━━━ Recorded information ━━━
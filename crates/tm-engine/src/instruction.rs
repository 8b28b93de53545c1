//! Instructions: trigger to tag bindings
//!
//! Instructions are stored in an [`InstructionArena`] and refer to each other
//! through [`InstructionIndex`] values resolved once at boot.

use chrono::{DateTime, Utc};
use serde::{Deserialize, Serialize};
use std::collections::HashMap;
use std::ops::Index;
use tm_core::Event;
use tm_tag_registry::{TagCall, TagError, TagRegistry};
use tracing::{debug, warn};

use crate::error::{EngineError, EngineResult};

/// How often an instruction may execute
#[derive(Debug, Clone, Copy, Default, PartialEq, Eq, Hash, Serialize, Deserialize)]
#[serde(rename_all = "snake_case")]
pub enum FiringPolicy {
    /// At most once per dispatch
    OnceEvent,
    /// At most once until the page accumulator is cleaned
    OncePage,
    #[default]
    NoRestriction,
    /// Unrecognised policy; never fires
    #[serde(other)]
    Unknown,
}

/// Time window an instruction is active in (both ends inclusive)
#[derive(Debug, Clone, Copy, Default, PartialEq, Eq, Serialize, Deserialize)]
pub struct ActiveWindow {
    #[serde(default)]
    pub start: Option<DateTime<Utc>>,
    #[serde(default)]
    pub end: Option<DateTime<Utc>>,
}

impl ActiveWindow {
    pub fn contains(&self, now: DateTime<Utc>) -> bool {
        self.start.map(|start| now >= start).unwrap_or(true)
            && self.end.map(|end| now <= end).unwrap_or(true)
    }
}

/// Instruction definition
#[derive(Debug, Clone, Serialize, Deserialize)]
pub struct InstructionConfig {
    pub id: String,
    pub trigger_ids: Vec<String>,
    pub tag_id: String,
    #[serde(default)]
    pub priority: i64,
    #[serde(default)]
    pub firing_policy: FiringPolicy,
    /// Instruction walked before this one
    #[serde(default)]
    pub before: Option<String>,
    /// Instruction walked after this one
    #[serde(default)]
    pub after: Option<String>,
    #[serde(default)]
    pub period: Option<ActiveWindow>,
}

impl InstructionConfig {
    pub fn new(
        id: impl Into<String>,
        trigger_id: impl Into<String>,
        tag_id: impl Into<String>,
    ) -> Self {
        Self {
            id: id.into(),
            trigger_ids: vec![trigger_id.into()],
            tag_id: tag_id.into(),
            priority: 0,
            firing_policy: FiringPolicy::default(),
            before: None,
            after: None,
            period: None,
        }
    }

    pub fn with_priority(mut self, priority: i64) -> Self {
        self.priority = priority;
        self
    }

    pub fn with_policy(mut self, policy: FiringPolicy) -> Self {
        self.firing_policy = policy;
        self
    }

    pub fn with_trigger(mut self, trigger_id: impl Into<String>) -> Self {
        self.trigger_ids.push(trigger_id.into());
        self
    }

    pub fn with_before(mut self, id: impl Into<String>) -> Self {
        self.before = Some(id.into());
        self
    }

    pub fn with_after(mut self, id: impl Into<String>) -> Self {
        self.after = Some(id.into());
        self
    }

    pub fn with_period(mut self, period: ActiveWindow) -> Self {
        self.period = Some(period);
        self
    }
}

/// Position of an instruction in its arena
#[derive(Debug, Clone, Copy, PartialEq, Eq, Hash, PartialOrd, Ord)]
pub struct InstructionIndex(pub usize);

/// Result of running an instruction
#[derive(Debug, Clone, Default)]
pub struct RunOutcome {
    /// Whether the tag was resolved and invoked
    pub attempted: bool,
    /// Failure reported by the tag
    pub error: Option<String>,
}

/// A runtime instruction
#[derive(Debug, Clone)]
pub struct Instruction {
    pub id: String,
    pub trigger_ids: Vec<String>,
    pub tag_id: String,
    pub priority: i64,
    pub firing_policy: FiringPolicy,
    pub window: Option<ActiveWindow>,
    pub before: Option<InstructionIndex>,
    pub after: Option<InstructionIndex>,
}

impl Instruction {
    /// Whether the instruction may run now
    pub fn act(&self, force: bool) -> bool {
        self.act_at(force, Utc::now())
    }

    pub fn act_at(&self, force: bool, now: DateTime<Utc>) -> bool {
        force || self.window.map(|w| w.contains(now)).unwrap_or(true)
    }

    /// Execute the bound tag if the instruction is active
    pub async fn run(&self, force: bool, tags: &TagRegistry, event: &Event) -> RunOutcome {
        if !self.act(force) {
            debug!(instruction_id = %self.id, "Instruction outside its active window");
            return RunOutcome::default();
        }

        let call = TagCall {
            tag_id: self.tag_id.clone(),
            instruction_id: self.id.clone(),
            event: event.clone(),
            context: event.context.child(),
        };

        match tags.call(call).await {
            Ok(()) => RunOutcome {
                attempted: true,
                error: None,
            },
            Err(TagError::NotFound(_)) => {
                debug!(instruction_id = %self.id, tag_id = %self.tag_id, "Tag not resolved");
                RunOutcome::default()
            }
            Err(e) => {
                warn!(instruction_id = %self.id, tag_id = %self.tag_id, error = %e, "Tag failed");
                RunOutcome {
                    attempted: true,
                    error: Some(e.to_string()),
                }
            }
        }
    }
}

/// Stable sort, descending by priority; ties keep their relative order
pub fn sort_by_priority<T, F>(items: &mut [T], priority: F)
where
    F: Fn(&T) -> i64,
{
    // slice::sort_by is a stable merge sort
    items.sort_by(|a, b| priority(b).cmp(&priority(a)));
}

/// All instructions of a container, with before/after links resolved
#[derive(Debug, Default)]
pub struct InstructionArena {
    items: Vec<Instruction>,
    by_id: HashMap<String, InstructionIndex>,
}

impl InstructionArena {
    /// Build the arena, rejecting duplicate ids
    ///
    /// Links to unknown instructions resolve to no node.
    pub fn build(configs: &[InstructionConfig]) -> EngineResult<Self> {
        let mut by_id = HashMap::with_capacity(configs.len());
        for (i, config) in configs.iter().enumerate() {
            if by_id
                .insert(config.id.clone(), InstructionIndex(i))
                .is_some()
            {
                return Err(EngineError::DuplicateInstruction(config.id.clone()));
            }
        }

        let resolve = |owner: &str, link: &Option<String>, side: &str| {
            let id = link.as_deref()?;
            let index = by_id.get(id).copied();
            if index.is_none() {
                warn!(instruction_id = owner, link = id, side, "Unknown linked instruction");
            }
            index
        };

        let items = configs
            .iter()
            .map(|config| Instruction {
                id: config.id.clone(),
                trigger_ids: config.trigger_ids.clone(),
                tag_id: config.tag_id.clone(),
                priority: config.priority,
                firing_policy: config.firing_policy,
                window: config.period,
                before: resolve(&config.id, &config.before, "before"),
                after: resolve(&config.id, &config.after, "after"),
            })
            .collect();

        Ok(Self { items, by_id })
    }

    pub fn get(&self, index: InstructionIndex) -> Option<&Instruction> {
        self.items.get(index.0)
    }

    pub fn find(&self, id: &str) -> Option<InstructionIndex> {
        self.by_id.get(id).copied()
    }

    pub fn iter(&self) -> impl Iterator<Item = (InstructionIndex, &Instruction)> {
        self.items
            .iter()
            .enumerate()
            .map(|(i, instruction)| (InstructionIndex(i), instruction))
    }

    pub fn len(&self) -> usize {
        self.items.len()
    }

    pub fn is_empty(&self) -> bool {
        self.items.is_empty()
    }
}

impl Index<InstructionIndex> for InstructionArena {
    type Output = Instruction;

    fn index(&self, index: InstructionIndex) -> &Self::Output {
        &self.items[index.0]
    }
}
━━━
━━━ Recorded information ━━━
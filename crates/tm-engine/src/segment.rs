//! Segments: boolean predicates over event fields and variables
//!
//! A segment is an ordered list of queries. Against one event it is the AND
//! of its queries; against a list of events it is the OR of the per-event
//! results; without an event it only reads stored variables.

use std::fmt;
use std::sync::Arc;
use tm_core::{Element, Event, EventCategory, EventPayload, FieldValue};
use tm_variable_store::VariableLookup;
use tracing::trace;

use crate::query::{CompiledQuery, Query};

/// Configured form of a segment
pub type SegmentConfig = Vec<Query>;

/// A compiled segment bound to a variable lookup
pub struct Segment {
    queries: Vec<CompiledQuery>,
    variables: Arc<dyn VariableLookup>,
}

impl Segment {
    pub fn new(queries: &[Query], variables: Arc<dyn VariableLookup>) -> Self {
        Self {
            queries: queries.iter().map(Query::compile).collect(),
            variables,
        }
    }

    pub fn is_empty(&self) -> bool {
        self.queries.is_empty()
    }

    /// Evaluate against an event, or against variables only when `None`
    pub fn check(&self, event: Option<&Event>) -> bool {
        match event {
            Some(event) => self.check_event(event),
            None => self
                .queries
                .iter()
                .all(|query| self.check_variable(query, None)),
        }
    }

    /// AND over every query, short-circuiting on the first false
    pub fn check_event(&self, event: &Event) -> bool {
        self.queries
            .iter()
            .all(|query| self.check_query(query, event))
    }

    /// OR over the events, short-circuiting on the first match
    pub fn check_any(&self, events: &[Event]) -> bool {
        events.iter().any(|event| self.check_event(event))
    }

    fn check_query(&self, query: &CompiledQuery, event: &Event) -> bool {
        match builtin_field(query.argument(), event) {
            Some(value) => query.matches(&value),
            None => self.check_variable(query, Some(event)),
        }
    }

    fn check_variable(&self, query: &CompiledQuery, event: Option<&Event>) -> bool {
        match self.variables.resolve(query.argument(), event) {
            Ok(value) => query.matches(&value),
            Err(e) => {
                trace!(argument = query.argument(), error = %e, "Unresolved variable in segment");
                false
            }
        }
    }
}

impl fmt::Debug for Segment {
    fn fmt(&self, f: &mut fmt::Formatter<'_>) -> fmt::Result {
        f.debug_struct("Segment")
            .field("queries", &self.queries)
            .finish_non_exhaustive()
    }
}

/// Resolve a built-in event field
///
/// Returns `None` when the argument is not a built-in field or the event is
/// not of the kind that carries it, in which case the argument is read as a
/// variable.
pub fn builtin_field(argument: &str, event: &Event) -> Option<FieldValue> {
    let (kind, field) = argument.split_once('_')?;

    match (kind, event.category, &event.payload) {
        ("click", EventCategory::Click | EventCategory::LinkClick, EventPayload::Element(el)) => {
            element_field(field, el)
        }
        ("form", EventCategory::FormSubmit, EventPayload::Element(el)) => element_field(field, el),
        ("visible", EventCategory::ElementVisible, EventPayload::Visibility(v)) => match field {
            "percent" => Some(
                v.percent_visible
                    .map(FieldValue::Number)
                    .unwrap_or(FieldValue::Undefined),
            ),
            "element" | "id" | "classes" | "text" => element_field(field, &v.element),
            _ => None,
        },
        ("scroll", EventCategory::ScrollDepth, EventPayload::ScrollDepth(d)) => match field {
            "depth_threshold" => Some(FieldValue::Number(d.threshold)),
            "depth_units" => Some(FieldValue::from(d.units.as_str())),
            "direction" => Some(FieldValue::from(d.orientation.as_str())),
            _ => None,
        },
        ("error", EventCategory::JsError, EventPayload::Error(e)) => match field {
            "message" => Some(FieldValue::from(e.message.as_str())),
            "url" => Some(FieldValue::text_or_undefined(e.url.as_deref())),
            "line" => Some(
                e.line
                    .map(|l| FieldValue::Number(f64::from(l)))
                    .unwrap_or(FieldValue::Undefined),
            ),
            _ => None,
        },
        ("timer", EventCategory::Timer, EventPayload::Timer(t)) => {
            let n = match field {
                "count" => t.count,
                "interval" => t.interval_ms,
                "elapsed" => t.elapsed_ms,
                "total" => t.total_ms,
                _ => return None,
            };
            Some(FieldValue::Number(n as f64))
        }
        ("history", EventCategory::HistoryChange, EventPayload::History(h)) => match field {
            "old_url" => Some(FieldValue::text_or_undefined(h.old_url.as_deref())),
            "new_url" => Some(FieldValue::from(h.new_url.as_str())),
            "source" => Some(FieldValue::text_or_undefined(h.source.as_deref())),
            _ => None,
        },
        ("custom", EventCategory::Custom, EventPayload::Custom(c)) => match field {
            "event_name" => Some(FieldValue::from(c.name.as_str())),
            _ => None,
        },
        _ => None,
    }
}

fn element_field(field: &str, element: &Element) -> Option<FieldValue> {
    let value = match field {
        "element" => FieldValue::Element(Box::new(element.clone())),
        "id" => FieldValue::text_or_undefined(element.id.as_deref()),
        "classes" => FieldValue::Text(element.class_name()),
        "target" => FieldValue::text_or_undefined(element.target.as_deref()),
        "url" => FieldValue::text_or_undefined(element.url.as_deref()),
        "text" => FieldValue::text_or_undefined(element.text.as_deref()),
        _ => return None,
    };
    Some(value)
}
━━━
## Aim of the exercise
Scan the data above for the word "bound". Copy every line in which it is found.

## Task answer
    /// Execute the bound tag if the instruction is active
/// A compiled segment bound to a variable lookup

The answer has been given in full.